Die Österreichische Akademie der Wissenschaften verleiht Angelika Adensamer den Dissertationspreis für Migrationsforschung 2023 für ihr Dissertationsprojekt Automatisierte Sprachanalyse im Asylverfahren. Rechtsschutz gegen Algorithmen im Verwaltungsrecht.
Automatisierte Analysen werden zunehmend auch in der staatlichen Verwaltung eingesetzt – nicht zuletzt auch im Asylverfahren. In Deutschland wird mittels einer Software der Dialekt der Asylwerbenden analysiert, um davon auf ihre Staatsangehörigkeit zu schließen. Der ganze Migrationsbereich der EU befindet sich seit einigen Jahren im ständigen Ausbau von Datenbanken, biometrischen Identifizierungsmethoden und Verfahren künstlicher Intelligenz.

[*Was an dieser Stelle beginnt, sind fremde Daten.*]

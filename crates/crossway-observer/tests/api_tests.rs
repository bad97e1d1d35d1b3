//! Integration tests for the observer API endpoints.
//!
//! Tests use Axum's `Router` directly via `tower::ServiceExt` without
//! starting a TCP server.

#![allow(clippy::unwrap_used)]

use std::sync::Arc;

use axum::body::Body;
use axum::http::{Request, StatusCode};
use crossway_core::config::MetricsConfig;
use crossway_observer::router::build_router;
use crossway_observer::state::{AppState, MetricsUpdate};
use futures::StreamExt;
use crossway_types::{ConnectionState, Snapshot, SnapshotMetrics};
use serde_json::Value;
use tokio::net::TcpListener;
use tokio::sync::watch;
use tokio_tungstenite::tungstenite::Message;
use tower::ServiceExt;

fn snapshot(time: u64, congestion_level: f64, avg_wait_time: f64) -> Snapshot {
    let mut snapshot = Snapshot::from_metrics(SnapshotMetrics {
        congestion_level,
        avg_wait_time,
        throughput: 12.0,
        vehicles_processed: time * 3,
        ..SnapshotMetrics::default()
    });
    snapshot.simulation_time = time;
    snapshot
}

/// State with six snapshots ingested; the last one is heavily congested
/// with elevated waits, so two alerts are active.
async fn make_test_state() -> Arc<AppState> {
    let (_tx, rx) = watch::channel(ConnectionState::Connected);
    let state = Arc::new(AppState::with_connection(&MetricsConfig::default(), rx));

    for (i, congestion) in [20.0, 30.0, 40.0, 50.0, 60.0].into_iter().enumerate() {
        let time = u64::try_from(i).unwrap();
        state.ingest(snapshot(time, congestion, 1.0)).await;
    }
    // Clear the warning raised at 60 so only the final snapshot's alerts remain.
    state.engine.write().await.clear_all_alerts();
    state.ingest(snapshot(5, 85.0, 7.0)).await;

    state
}

async fn body_to_json(body: Body) -> Value {
    let bytes = axum::body::to_bytes(body, usize::MAX).await.unwrap();
    serde_json::from_slice(&bytes).unwrap()
}

async fn get(state: Arc<AppState>, uri: &str) -> (StatusCode, Value) {
    let response = build_router(state)
        .oneshot(Request::get(uri).body(Body::empty()).unwrap())
        .await
        .unwrap();
    let status = response.status();
    (status, body_to_json(response.into_body()).await)
}

type ClientSocket =
    tokio_tungstenite::WebSocketStream<tokio_tungstenite::MaybeTlsStream<tokio::net::TcpStream>>;

/// Next metrics update pushed over the socket, skipping control frames.
async fn next_update(socket: &mut ClientSocket) -> MetricsUpdate {
    loop {
        if let Message::Text(text) = socket.next().await.unwrap().unwrap() {
            return serde_json::from_str(text.as_str()).unwrap();
        }
    }
}

async fn delete(state: Arc<AppState>, uri: &str) -> StatusCode {
    build_router(state)
        .oneshot(Request::delete(uri).body(Body::empty()).unwrap())
        .await
        .unwrap()
        .status()
}

// =========================================================================
// Tests
// =========================================================================

#[tokio::test]
async fn test_get_metrics() {
    let state = make_test_state().await;
    let (status, json) = get(state, "/api/metrics").await;

    assert_eq!(status, StatusCode::OK);
    assert_eq!(json["current"]["congestion_level"], 85.0);
    assert_eq!(json["current"]["vehicles_processed"], 15);
    assert_eq!(json["connection"], "connected");
    assert_eq!(json["has_data"], true);
    assert!(json["trends"]["congestion"].is_number());
}

#[tokio::test]
async fn test_get_metrics_before_first_snapshot() {
    let state = Arc::new(AppState::default());
    let (status, json) = get(state, "/api/metrics").await;

    assert_eq!(status, StatusCode::OK);
    assert_eq!(json["current"]["congestion_level"], 0.0);
    assert_eq!(json["connection"], "disconnected");
    assert_eq!(json["has_data"], false);
}

#[tokio::test]
async fn test_get_summary() {
    let state = make_test_state().await;
    let (status, json) = get(state, "/api/summary").await;

    assert_eq!(status, StatusCode::OK);
    assert_eq!(json["statistics"]["data_points"], 6);
    assert_eq!(json["alerts"].as_array().unwrap().len(), 2);
    assert_eq!(json["current"]["congestion_level"], 85.0);
}

#[tokio::test]
async fn test_list_alerts_sorted_by_priority() {
    let state = make_test_state().await;
    let (status, json) = get(state, "/api/alerts").await;

    assert_eq!(status, StatusCode::OK);
    assert_eq!(json["count"], 2);
    assert_eq!(json["alerts"][0]["severity"], "critical");
    assert_eq!(json["alerts"][0]["kind"], "congestion");
    assert_eq!(json["alerts"][0]["message"], "Traffic congestion at 85.0%");
    assert_eq!(json["alerts"][1]["severity"], "warning");
    assert_eq!(json["alerts"][1]["kind"], "wait_time");
}

#[tokio::test]
async fn test_list_alerts_with_limit() {
    let state = make_test_state().await;
    let (status, json) = get(state, "/api/alerts?limit=1").await;

    assert_eq!(status, StatusCode::OK);
    assert_eq!(json["count"], 1);
    assert_eq!(json["alerts"][0]["priority"], 1);
}

#[tokio::test]
async fn test_clear_alert() {
    let state = make_test_state().await;
    let (_, json) = get(Arc::clone(&state), "/api/alerts").await;
    let id = json["alerts"][0]["id"].as_str().unwrap().to_owned();

    let status = delete(Arc::clone(&state), &format!("/api/alerts/{id}")).await;
    assert_eq!(status, StatusCode::NO_CONTENT);

    // Clearing again is a 404.
    let status = delete(Arc::clone(&state), &format!("/api/alerts/{id}")).await;
    assert_eq!(status, StatusCode::NOT_FOUND);

    let (_, json) = get(state, "/api/alerts").await;
    assert_eq!(json["count"], 1);
}

#[tokio::test]
async fn test_clear_alert_invalid_uuid() {
    let state = make_test_state().await;
    let status = delete(state, "/api/alerts/not-a-uuid").await;
    assert_eq!(status, StatusCode::BAD_REQUEST);
}

#[tokio::test]
async fn test_clear_all_alerts() {
    let state = make_test_state().await;
    let status = delete(Arc::clone(&state), "/api/alerts").await;
    assert_eq!(status, StatusCode::NO_CONTENT);

    let (_, json) = get(state, "/api/alerts").await;
    assert_eq!(json["count"], 0);
}

#[tokio::test]
async fn test_chart_series() {
    let state = make_test_state().await;
    let (status, json) = get(state, "/api/chart/congestion_level?points=3").await;

    assert_eq!(status, StatusCode::OK);
    assert_eq!(json["metric"], "congestion_level");
    assert_eq!(json["count"], 3);
    let values: Vec<f64> = json["points"]
        .as_array()
        .unwrap()
        .iter()
        .map(|p| p["value"].as_f64().unwrap())
        .collect();
    assert_eq!(values, vec![50.0, 60.0, 85.0]);
    assert_eq!(json["points"][0]["index"], 0);
}

#[tokio::test]
async fn test_chart_series_default_points() {
    let state = make_test_state().await;
    let (status, json) = get(state, "/api/chart/throughput").await;

    assert_eq!(status, StatusCode::OK);
    // Fewer snapshots than the default of 20.
    assert_eq!(json["count"], 6);
}

#[tokio::test]
async fn test_chart_unknown_metric() {
    let state = make_test_state().await;
    let (status, json) = get(state, "/api/chart/latency").await;

    assert_eq!(status, StatusCode::BAD_REQUEST);
    assert_eq!(json["status"], 400);
    assert!(json["error"].as_str().unwrap().contains("latency"));
}

#[tokio::test]
async fn test_chart_zero_points_rejected() {
    let state = make_test_state().await;
    let (status, json) = get(state, "/api/chart/throughput?points=0").await;

    assert_eq!(status, StatusCode::BAD_REQUEST);
    assert_eq!(json["error"], "invalid query: points must be at least 1");
}

#[tokio::test]
async fn test_health() {
    let state = make_test_state().await;
    let (status, json) = get(state, "/api/health").await;

    assert_eq!(status, StatusCode::OK);
    assert_eq!(json["status"], "ok");
    assert_eq!(json["connection"], "connected");
    assert_eq!(json["data_points"], 6);
}

#[tokio::test]
async fn test_unknown_route_is_404() {
    let state = make_test_state().await;
    let response = build_router(state)
        .oneshot(Request::get("/api/nonexistent").body(Body::empty()).unwrap())
        .await
        .unwrap();
    assert_eq!(response.status(), StatusCode::NOT_FOUND);
}

#[tokio::test]
async fn test_ingest_broadcasts_update() {
    let state = Arc::new(AppState::default());
    let mut rx = state.subscribe();

    state.ingest(snapshot(9, 10.0, 0.5)).await;

    let update = rx.recv().await.unwrap();
    assert_eq!(update.simulation_time, 9);
    assert_eq!(update.data_points, 1);
    assert_eq!(update.active_alerts, 0);
}

#[tokio::test]
async fn test_ws_sends_current_update_then_stream() {
    let state = make_test_state().await;
    let listener = TcpListener::bind("127.0.0.1:0").await.unwrap();
    let addr = listener.local_addr().unwrap();
    let app = build_router(Arc::clone(&state));
    tokio::spawn(async move { axum::serve(listener, app).await });

    let (mut socket, _) = tokio_tungstenite::connect_async(format!("ws://{addr}/ws/metrics"))
        .await
        .unwrap();

    // A late client gets the latest state without waiting for an ingestion.
    let initial = next_update(&mut socket).await;
    assert_eq!(initial.simulation_time, 5);
    assert_eq!(initial.data_points, 6);
    assert_eq!(initial.active_alerts, 2);
    assert!((initial.current.congestion_level - 85.0).abs() < f64::EPSILON);

    state.ingest(snapshot(6, 30.0, 1.0)).await;
    let next = next_update(&mut socket).await;
    assert_eq!(next.simulation_time, 6);
    assert_eq!(next.data_points, 7);
}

Dies wirft die Frage auf, wie Betroffene von Entscheidungen, die auf automatisch generierten Beweisen beruhen, diese rechtlich bekämpfen können. Gerade im Asylbereich ist die Bedeutung eines funktionierenden Rechtsschutzes groß. Die Antragssteller:innen sprechen typischerweise weder die Landessprache, noch kennen sie das Rechtssystem und seine Gepflogenheiten, während von der Entscheidung über die Schutzgewährung oft buchstäblich ihr Leben abhängt.
Auf der anderen Seite stehen Programme, deren Funktionsweise und Datenbasis den Betroffenen nicht offen zugänglich gemacht werden, deren Ergebnisse auch die Behörden oftmals nicht erklären können, bzw. die in Fällen von machine learning vielleicht gar nicht erklärbar sind. Es ist jedoch unmöglich, Beweise zu entkräften, die intransparent oder nicht nachvollziehbar sind.
Das Dissertationsprojekt umfasst eine rechtliche Analyse der gegebenen Rechtsschutzmöglichkeiten, deren Anwendbarkeit auf algorithmische Beweise und rechtliche Probleme und Lücken, die sich im EU-Recht, im Verfassungsrecht und im einfachen Verwaltungsverfahrensrecht aus dem Algorithmeneinsatz ergeben. Die automatisierte Spracherkennung zur Herkunftslandbestimmung dient als Anwendungsbeispiel. Schließlich werden auch Voraussetzungen und Grenzen für Algorithmen im verwaltungsrechtlichen Beweisverfahren, sowie verwandte Lösungsansätze, die als rechtspolitische Empfehlungen dienen können, herausgearbeitet.
Angelika Adensamer hat 2014 das Studium der Rechtswissenschaften an der Universität Wien und 2016 das Masterstudium in Criminology and Criminal Justice an der University of Oxford abgeschlossen. Ihre Dissertation ist Teil des Projekts DiGrenz – Digitalisierung im Asylverfahren an der Universität Graz, unter Betreuung von Prof. Iris Eisenberger. Derzeit arbeitet sie als wissenschaftliche Mitarbeiterin am Vienna Centre for Societal Security (VICESSE) im FWF-geförderten Projekt Policing the Pandemic (POLIPA). Ihre Forschungsschwerpunkte sind staatliche Überwachung und Datenverarbeitung, polizeiliche Ermittlungsbefugnisse und Fragen der Verantwortung für Algorithmen.